On leg eight this time, Telefonica was sailing in 30-35 knots of wind on port tack when the starboard, leeward rudder, broke clean off at the hull exit.
“The dangerous part of it was that once the rudder goes and then you broach, then what do you do?” queries crewman Neal McDonald. “You have no rudder to leeward, how do you get the boat back on course? That was very tricky and in fact presented a new challenge because we tried to furl the Code 0 while we were head to wind in 30-35 knots... But it was under control and the only real sweat was ‘will the sails last this broach?’ But while we were trying to furl the Code 0, we broke the furling line because of the load on that. And then you have a bit of an issue because we got back on course sailing with our weather rudder - which is dicey in itself - but then you have to get a guy up front in 30-35 knots to get the furling line. That was the most difficult part of the procedure...”

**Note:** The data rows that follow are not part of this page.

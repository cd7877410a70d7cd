//! Leaf controls

use std::fmt;

use formwork_value::path::PathError;
use formwork_value::{Mark, Value};
use formwork_walker::{LoadWalker, PrepareWalker};

use crate::traits::{Format, Validate};

/// A control holding a single value.
///
/// A leaf's value is either programmatically preset or, after the load
/// pass, the whitelisted submitted value. Immutable leaves never accept a
/// submitted value: the submitted data is read but discarded, and the
/// preset value is what enters the whitelist.
pub struct LeafControl {
    name: String,
    submit_key: Option<String>,
    value: Value,
    mutable: bool,
    error_messages: Vec<String>,
    validators: Vec<Box<dyn Validate>>,
    formatter: Option<Box<dyn Format>>,
}

impl LeafControl {
    /// Creates a mutable leaf with a `Null` value.
    ///
    /// Leaf names must be non-empty and unique among siblings; the empty
    /// name is reserved for transparent compound controls.
    ///
    /// # Panics
    ///
    /// Panics if `name` is empty.
    #[must_use]
    pub fn new(name: impl Into<String>) -> Self {
        let name = name.into();
        assert!(!name.is_empty(), "leaf controls should be named");

        Self {
            name,
            submit_key: None,
            value: Value::Null,
            mutable: true,
            error_messages: Vec::new(),
            validators: Vec::new(),
            formatter: None,
        }
    }

    /// Presets the control's value.
    #[must_use]
    pub fn with_value(mut self, value: impl Into<Value>) -> Self {
        self.value = value.into();
        self
    }

    /// Makes the control immutable: its value is fixed at the value set
    /// before loading.
    #[must_use]
    pub fn immutable(mut self) -> Self {
        self.mutable = false;
        self
    }

    /// Appends a validation rule. Rules run in the order they were added.
    #[must_use]
    pub fn validator(mut self, validator: impl Validate + 'static) -> Self {
        self.validators.push(Box::new(validator));
        self
    }

    /// Sets the whitelisting/normalization hook for submitted values.
    #[must_use]
    pub fn formatter(mut self, formatter: impl Format + 'static) -> Self {
        self.formatter = Some(Box::new(formatter));
        self
    }

    /// Returns the control's name.
    #[must_use]
    pub fn name(&self) -> &str {
        &self.name
    }

    /// Returns the control's submit-key.
    ///
    /// # Panics
    ///
    /// Panics if the prepare pass has not run; the submit-key is defined if
    /// and only if it has.
    #[must_use]
    pub fn submit_key(&self) -> &str {
        self.submit_key
            .as_deref()
            .expect("control should be prepared before its submit key is read")
    }

    /// Returns the control's current value.
    #[must_use]
    pub const fn value(&self) -> &Value {
        &self.value
    }

    /// Sets the control's value programmatically.
    pub fn set_value(&mut self, value: impl Into<Value>) {
        self.value = value.into();
    }

    /// Returns whether the control accepts submitted values.
    #[must_use]
    pub const fn is_mutable(&self) -> bool {
        self.mutable
    }

    /// Returns the messages collected by the last validation pass.
    #[must_use]
    pub fn error_messages(&self) -> &[String] {
        &self.error_messages
    }

    /// Assigns the submit-key from the walker scoped to this control.
    pub fn prepare(&mut self, walker: &PrepareWalker) {
        self.submit_key = Some(walker.parent_submit_name().to_string());
    }

    /// Reconciles the submitted value for this control.
    ///
    /// The raw value is normalized through the formatter (or, without one,
    /// reduced to a scalar), compared against the current value for change
    /// detection, and the resulting trusted value enters the whitelist. An
    /// immutable leaf reads the submitted data but discards it.
    ///
    /// # Errors
    ///
    /// Propagates a [`PathError`] from the formatter; a hook referencing a
    /// missing branch is a configuration error.
    ///
    /// # Panics
    ///
    /// Panics if the prepare pass has not run.
    pub fn load(&mut self, walker: &mut LoadWalker) -> Result<(), PathError> {
        let raw = walker
            .submitted_value(self.submit_key())
            .cloned()
            .unwrap_or(Value::Null);

        if self.mutable {
            let incoming = match &self.formatter {
                Some(formatter) => formatter.format(&raw, walker)?,
                None => raw.into_scalar(),
            };

            if incoming != self.value {
                self.value = incoming;
                walker.set_changed(&self.name);
            }
        }

        walker.set_whitelist_value(&self.name, self.value.clone());
        Ok(())
    }

    /// Runs the control's validators over its loaded value.
    ///
    /// All validators run; each failure appends its message. Returns the
    /// control's validity and, when invalid, the leaf mark for the invalid
    /// tree.
    pub fn validate(&mut self) -> (bool, Option<Mark>) {
        self.error_messages.clear();

        for validator in &self.validators {
            if let Err(message) = validator.validate(&self.value) {
                self.error_messages.push(message);
            }
        }

        if self.error_messages.is_empty() {
            (true, None)
        } else {
            (false, Some(Mark::Leaf))
        }
    }
}

impl fmt::Debug for LeafControl {
    fn fmt(&self, f: &mut fmt::Formatter<'_>) -> fmt::Result {
        f.debug_struct("LeafControl")
            .field("name", &self.name)
            .field("submit_key", &self.submit_key)
            .field("value", &self.value)
            .field("mutable", &self.mutable)
            .field("validators", &self.validators.len())
            .finish_non_exhaustive()
    }
}
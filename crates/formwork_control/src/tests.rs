//! Scenario tests for the control tree
//!
//! These drive full prepare/load/validate passes over small trees, the way
//! the submission controller does: whitelisting, change sparsity,
//! immutability, cleaner reshaping, cross-branch option filtering, and
//! bottom-up validation gating.

use std::cell::Cell;
use std::rc::Rc;

use formwork_value::path::PathError;
use formwork_value::{ChangedMap, Mark, MarkMap, Value, ValueMap};
use formwork_walker::{LoadWalker, PrepareWalker};

use crate::{CompoundControl, Control, LeafControl};

fn raw(entries: &[(&str, Value)]) -> ValueMap {
    entries
        .iter()
        .map(|(key, value)| ((*key).to_string(), value.clone()))
        .collect()
}

/// Prepares and loads a transparent root over the given submission.
fn load(root: &mut CompoundControl, submitted: ValueMap) -> (ValueMap, ChangedMap) {
    root.prepare(&PrepareWalker::new());
    let mut walker = LoadWalker::new(submitted);
    root.load(&mut walker).expect("load should succeed");
    walker.into_parts()
}

fn leaf_mark(name: &str) -> MarkMap {
    let mut map = MarkMap::new();
    map.insert(name.to_string(), Mark::Leaf);
    map
}

#[test]
fn undeclared_raw_keys_never_enter_the_whitelist() {
    let mut root = CompoundControl::new("").child(LeafControl::new("declared"));

    let (values, _) = load(
        &mut root,
        raw(&[
            ("declared", Value::from("kept")),
            ("smuggled", Value::from("dropped")),
        ]),
    );

    assert_eq!(values.get("declared"), Some(&Value::from("kept")));
    assert_eq!(values.get("smuggled"), None);
}

#[test]
fn resubmitting_preset_values_changes_nothing() {
    let mut root = CompoundControl::new("").child(
        CompoundControl::new("address")
            .child(LeafControl::new("street").with_value("High Street"))
            .child(LeafControl::new("city").with_value("Delft")),
    );

    let (values, changed) = load(
        &mut root,
        raw(&[(
            "address",
            Value::Map(raw(&[
                ("street", Value::from("High Street")),
                ("city", Value::from("Delft")),
            ])),
        )]),
    );

    assert_eq!(changed, ChangedMap::new());
    let address = values
        .get("address")
        .and_then(Value::as_map)
        .expect("address branch should be whitelisted");
    assert_eq!(address.get("street"), Some(&Value::from("High Street")));
}

#[test]
fn changed_leaves_surface_through_their_branch() {
    let mut root = CompoundControl::new("").child(
        CompoundControl::new("address")
            .child(LeafControl::new("street").with_value("High Street"))
            .child(LeafControl::new("city").with_value("Delft")),
    );

    let (_, changed) = load(
        &mut root,
        raw(&[(
            "address",
            Value::Map(raw(&[
                ("street", Value::from("Low Street")),
                ("city", Value::from("Delft")),
            ])),
        )]),
    );

    let mut expected = ChangedMap::new();
    expected.insert("address".to_string(), Mark::Branch(leaf_mark("street")));
    assert_eq!(changed, expected);
}

#[test]
fn immutable_leaves_discard_submitted_values() {
    let mut root = CompoundControl::new("")
        .child(LeafControl::new("role").with_value("viewer").immutable());

    let (values, changed) = load(&mut root, raw(&[("role", Value::from("admin"))]));

    assert_eq!(values.get("role"), Some(&Value::from("viewer")));
    assert_eq!(changed, ChangedMap::new());
}

#[test]
fn missing_submission_nulls_a_mutable_leaf() {
    let mut root = CompoundControl::new("").child(LeafControl::new("note").with_value("draft"));

    let (values, changed) = load(&mut root, ValueMap::new());

    assert_eq!(values.get("note"), Some(&Value::Null));
    assert_eq!(changed, leaf_mark("note"));
}

#[test]
fn map_where_scalar_expected_is_discarded() {
    let mut root = CompoundControl::new("").child(LeafControl::new("note"));

    let (values, _) = load(
        &mut root,
        raw(&[("note", Value::Map(raw(&[("sneaky", Value::from("x"))])))]),
    );

    assert_eq!(values.get("note"), Some(&Value::Null));
}

#[test]
fn transparent_compounds_flatten_into_the_parent_scope() {
    let mut root = CompoundControl::new("").child(
        CompoundControl::new("")
            .child(LeafControl::new("street").with_value("High Street")),
    );

    let (values, changed) = load(&mut root, raw(&[("street", Value::from("Low Street"))]));

    assert_eq!(values.get("street"), Some(&Value::from("Low Street")));
    assert_eq!(changed, leaf_mark("street"));
}

#[test]
fn cleaners_split_composite_raw_keys_before_children_read() {
    let mut root = CompoundControl::new("")
        .cleaner(|input: ValueMap| {
            let mut out = ValueMap::new();
            if let Some(joined) = input.get("A/B").and_then(Value::as_str)
                && let Some((a, b)) = joined.split_once('/')
            {
                out.insert("A".to_string(), Value::from(a));
                out.insert("B".to_string(), Value::from(b));
            }
            out
        })
        .child(LeafControl::new("A").with_value("a"))
        .child(LeafControl::new("B").with_value("b"));

    let (values, changed) = load(&mut root, raw(&[("A/B", Value::from("a/c"))]));

    assert_eq!(values.get("A"), Some(&Value::from("a")));
    assert_eq!(values.get("B"), Some(&Value::from("c")));
    assert_eq!(values.get("A/B"), None);
    assert_eq!(changed, leaf_mark("B"));
}

fn country_options(raw: &Value, _walker: &LoadWalker) -> Result<Value, PathError> {
    Ok(match raw.as_str() {
        Some("USA" | "NED") => raw.clone(),
        _ => Value::Null,
    })
}

fn state_options(raw: &Value, walker: &LoadWalker) -> Result<Value, PathError> {
    let country = walker.whitelist_value_by_path("/country/abbreviation")?;
    let allowed: &[&str] = match country.as_str() {
        Some("NED") => &["ZH", "NH", "UT"],
        Some("USA") => &["CA", "NY", "TX"],
        _ => &[],
    };

    Ok(match raw.as_str() {
        Some(code) if allowed.contains(&code) => raw.clone(),
        _ => Value::Null,
    })
}

fn country_state_form() -> CompoundControl {
    CompoundControl::new("")
        .child(
            CompoundControl::new("country")
                .child(LeafControl::new("abbreviation").formatter(country_options)),
        )
        .child(
            CompoundControl::new("state")
                .child(LeafControl::new("abbreviation").formatter(state_options)),
        )
}

#[test]
fn dependent_options_accept_values_valid_for_the_loaded_sibling() {
    let mut root = country_state_form();

    let (values, _) = load(
        &mut root,
        raw(&[
            ("country", Value::Map(raw(&[("abbreviation", Value::from("NED"))]))),
            ("state", Value::Map(raw(&[("abbreviation", Value::from("ZH"))]))),
        ]),
    );

    let state = values
        .get("state")
        .and_then(Value::as_map)
        .expect("state branch should be whitelisted");
    assert_eq!(state.get("abbreviation"), Some(&Value::from("ZH")));
}

#[test]
fn dependent_options_filter_values_outside_the_sibling_option_set() {
    let mut root = country_state_form();

    let (values, _) = load(
        &mut root,
        raw(&[
            ("country", Value::Map(raw(&[("abbreviation", Value::from("USA"))]))),
            ("state", Value::Map(raw(&[("abbreviation", Value::from("ZH"))]))),
        ]),
    );

    let state = values
        .get("state")
        .and_then(Value::as_map)
        .expect("state branch should be whitelisted");
    assert_eq!(state.get("abbreviation"), Some(&Value::Null));
}

#[test]
fn formatter_referencing_a_missing_branch_aborts_the_load() {
    let mut root = CompoundControl::new("")
        .child(LeafControl::new("dependent").formatter(
            |_raw: &Value, walker: &LoadWalker| {
                walker.whitelist_value_by_path("/does-not-exist")
            },
        ));

    root.prepare(&PrepareWalker::new());
    let mut walker = LoadWalker::new(ValueMap::new());
    let error = root
        .load(&mut walker)
        .expect_err("a dangling branch reference should fail the load");
    assert_eq!(error.branch(), "does-not-exist");
}

fn required(value: &Value) -> Result<(), String> {
    if value.is_null() {
        Err("a value is required".to_string())
    } else {
        Ok(())
    }
}

#[test]
fn all_leaf_validators_run_and_all_messages_collect() {
    let mut root = CompoundControl::new("").child(
        LeafControl::new("age")
            .validator(required)
            .validator(|value: &Value| {
                if value.as_int().is_some() {
                    Ok(())
                } else {
                    Err("a number is required".to_string())
                }
            }),
    );

    load(&mut root, ValueMap::new());
    let (valid, mark) = root.validate();

    assert!(!valid);
    assert_eq!(mark, Some(Mark::Branch(leaf_mark("age"))));
    let age = root.get("age").expect("age control should exist");
    assert_eq!(
        age.error_messages(),
        ["a value is required", "a number is required"]
    );
}

#[test]
fn failing_descendants_suppress_compound_validators() {
    let ran = Rc::new(Cell::new(false));
    let observer = Rc::clone(&ran);

    let mut root = CompoundControl::new("").child(
        CompoundControl::new("range")
            .child(LeafControl::new("min").validator(required))
            .child(LeafControl::new("max"))
            .compound_validator(move |_values: &ValueMap| {
                observer.set(true);
                Ok::<(), String>(())
            }),
    );

    load(&mut root, ValueMap::new());
    let (valid, mark) = root.validate();

    assert!(!valid);
    assert!(!ran.get(), "compound validators should be skipped");
    let mut expected = MarkMap::new();
    expected.insert("range".to_string(), Mark::Branch(leaf_mark("min")));
    assert_eq!(mark, Some(Mark::Branch(expected)));
}

#[test]
fn passing_descendants_let_compound_validators_decide() {
    let mut root = CompoundControl::new("").child(
        CompoundControl::new("range")
            .child(LeafControl::new("min"))
            .child(LeafControl::new("max"))
            .compound_validator(|values: &ValueMap| {
                let min = values.get("min").and_then(Value::as_int);
                let max = values.get("max").and_then(Value::as_int);
                if min <= max {
                    Ok(())
                } else {
                    Err("the bounds are inverted".to_string())
                }
            }),
    );

    load(
        &mut root,
        raw(&[(
            "range",
            Value::Map(raw(&[("min", Value::Int(9)), ("max", Value::Int(3))])),
        )]),
    );
    let (valid, mark) = root.validate();

    assert!(!valid);
    // the branch failed in its own right; no descendant is marked
    let mut expected = MarkMap::new();
    expected.insert("range".to_string(), Mark::Branch(MarkMap::new()));
    assert_eq!(mark, Some(Mark::Branch(expected)));

    let range = root
        .get("range")
        .expect("range control should exist");
    assert_eq!(range.error_messages(), ["the bounds are inverted"]);
}

#[test]
fn revalidation_resets_collected_messages() {
    let mut root = CompoundControl::new("").child(LeafControl::new("note").validator(required));

    load(&mut root, ValueMap::new());
    let (valid, _) = root.validate();
    assert!(!valid);

    root.get_mut("note")
        .and_then(Control::as_leaf_mut)
        .expect("note control should exist")
        .set_value("filled in");
    let (valid, mark) = root.validate();

    assert!(valid);
    assert_eq!(mark, None);
    let note = root.get("note").expect("note control should exist");
    assert_eq!(note.error_messages(), [] as [&str; 0]);
}

#[test]
fn prepare_assigns_hierarchical_submit_keys() {
    let mut root = CompoundControl::new("").child(
        CompoundControl::new("address")
            .child(CompoundControl::new("").child(LeafControl::new("street"))),
    );

    root.prepare(&PrepareWalker::new());

    let street = root
        .get("address")
        .and_then(Control::as_compound)
        .and_then(|address| address.children().first())
        .and_then(Control::as_compound)
        .and_then(|transparent| transparent.get("street"))
        .expect("street control should exist");
    assert_eq!(street.submit_key(), "address.street");
}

While the VO70s have substantial gudgeons on the transom, the spare rudder on Telefonica is in fact an exact replacement of the principle rudder. To fit this in through the bottom of the boat, with the sails dropped, the boat is laid on its side with the keel down to leeward and the rudder to be replaced pointing out of the side of the boat. Then it is a case of taking out the old rudder remnants, attaching the halyard to the top of the replacement rudder, lifting it over the side and then guiding the new rudder into position.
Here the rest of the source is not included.